_Your assignment_
Every line of the entries with the word "false" in it should be shown.

___

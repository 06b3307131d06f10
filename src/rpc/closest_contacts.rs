use std::vec::IntoIter;

use crate::common::{Contact, Id};

/// Contacts kept sorted by their distance to a target, without duplicates.
///
/// Since `xor` with a fixed target is a bijection, two contacts are at the
/// same distance only if they have the same id.
#[derive(Debug, Clone)]
pub struct ClosestContacts {
    target: Id,
    contacts: Vec<Contact>,
}

impl ClosestContacts {
    pub fn new(target: Id) -> Self {
        Self {
            target,
            contacts: Vec::with_capacity(64),
        }
    }

    // === Getters ===

    pub fn target(&self) -> Id {
        self.target
    }

    pub fn contacts(&self) -> &[Contact] {
        &self.contacts
    }

    pub fn len(&self) -> usize {
        self.contacts.len()
    }

    pub fn is_empty(&self) -> bool {
        self.contacts.is_empty()
    }

    /// Closest contact so far.
    pub fn first(&self) -> Option<&Contact> {
        self.contacts.first()
    }

    /// Distance of the closest contact so far.
    pub fn best_distance(&self) -> Option<Id> {
        self.first().map(|contact| contact.id().xor(&self.target))
    }

    // === Public Methods ===

    /// Insert `contact` at its place, returning `false` if it was already there.
    pub fn add(&mut self, contact: Contact) -> bool {
        let seek = contact.id().xor(&self.target);

        match self
            .contacts
            .binary_search_by(|probe| probe.id().xor(&self.target).cmp(&seek))
        {
            Ok(_) => false,
            Err(pos) => {
                self.contacts.insert(pos, contact);
                true
            }
        }
    }

    pub fn remove(&mut self, id: &Id) -> Option<Contact> {
        let seek = id.xor(&self.target);

        self.contacts
            .binary_search_by(|probe| probe.id().xor(&self.target).cmp(&seek))
            .ok()
            .map(|pos| self.contacts.remove(pos))
    }

    pub fn contains(&self, id: &Id) -> bool {
        let seek = id.xor(&self.target);

        self.contacts
            .binary_search_by(|probe| probe.id().xor(&self.target).cmp(&seek))
            .is_ok()
    }

    /// The closest `count` contacts.
    pub fn take(&self, count: usize) -> Vec<Contact> {
        self.contacts.iter().take(count).cloned().collect()
    }
}

impl IntoIterator for ClosestContacts {
    type Item = Contact;
    type IntoIter = IntoIter<Contact>;

    fn into_iter(self) -> Self::IntoIter {
        self.contacts.into_iter()
    }
}

impl<'a> IntoIterator for &'a ClosestContacts {
    type Item = &'a Contact;
    type IntoIter = std::slice::Iter<'a, Contact>;

    fn into_iter(self) -> Self::IntoIter {
        self.contacts.iter()
    }
}

#[cfg(test)]
mod tests {
    use super::*;

    #[test]
    fn add() {
        let target = Id::random(160);

        let mut closest = ClosestContacts::new(target);

        for _ in 0..10 {
            let contact = Contact::random(160);
            assert!(closest.add(contact.clone()));
            assert!(!closest.add(contact));
        }

        assert_eq!(closest.len(), 10);

        let distances = closest
            .contacts()
            .iter()
            .map(|c| c.id().xor(&target))
            .collect::<Vec<_>>();

        let mut sorted = distances.clone();
        sorted.sort();

        assert_eq!(sorted, distances);
        assert_eq!(closest.best_distance(), Some(sorted[0]));
    }

    #[test]
    fn remove() {
        let mut closest = ClosestContacts::new(Id::from(0));

        for id in [5_u64, 1, 9] {
            closest.add(Contact::new(Id::from(id), "", 0));
        }

        assert!(closest.remove(&Id::from(1)).is_some());
        assert!(closest.remove(&Id::from(1)).is_none());
        assert!(!closest.contains(&Id::from(1)));
        assert_eq!(closest.first().unwrap().id(), &Id::from(5));
        assert_eq!(closest.take(1).len(), 1);
    }
}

___

_Answer to this exercise_
    /// Insert `contact` at its place, returning `false` if it was already there.
            Ok(_) => false,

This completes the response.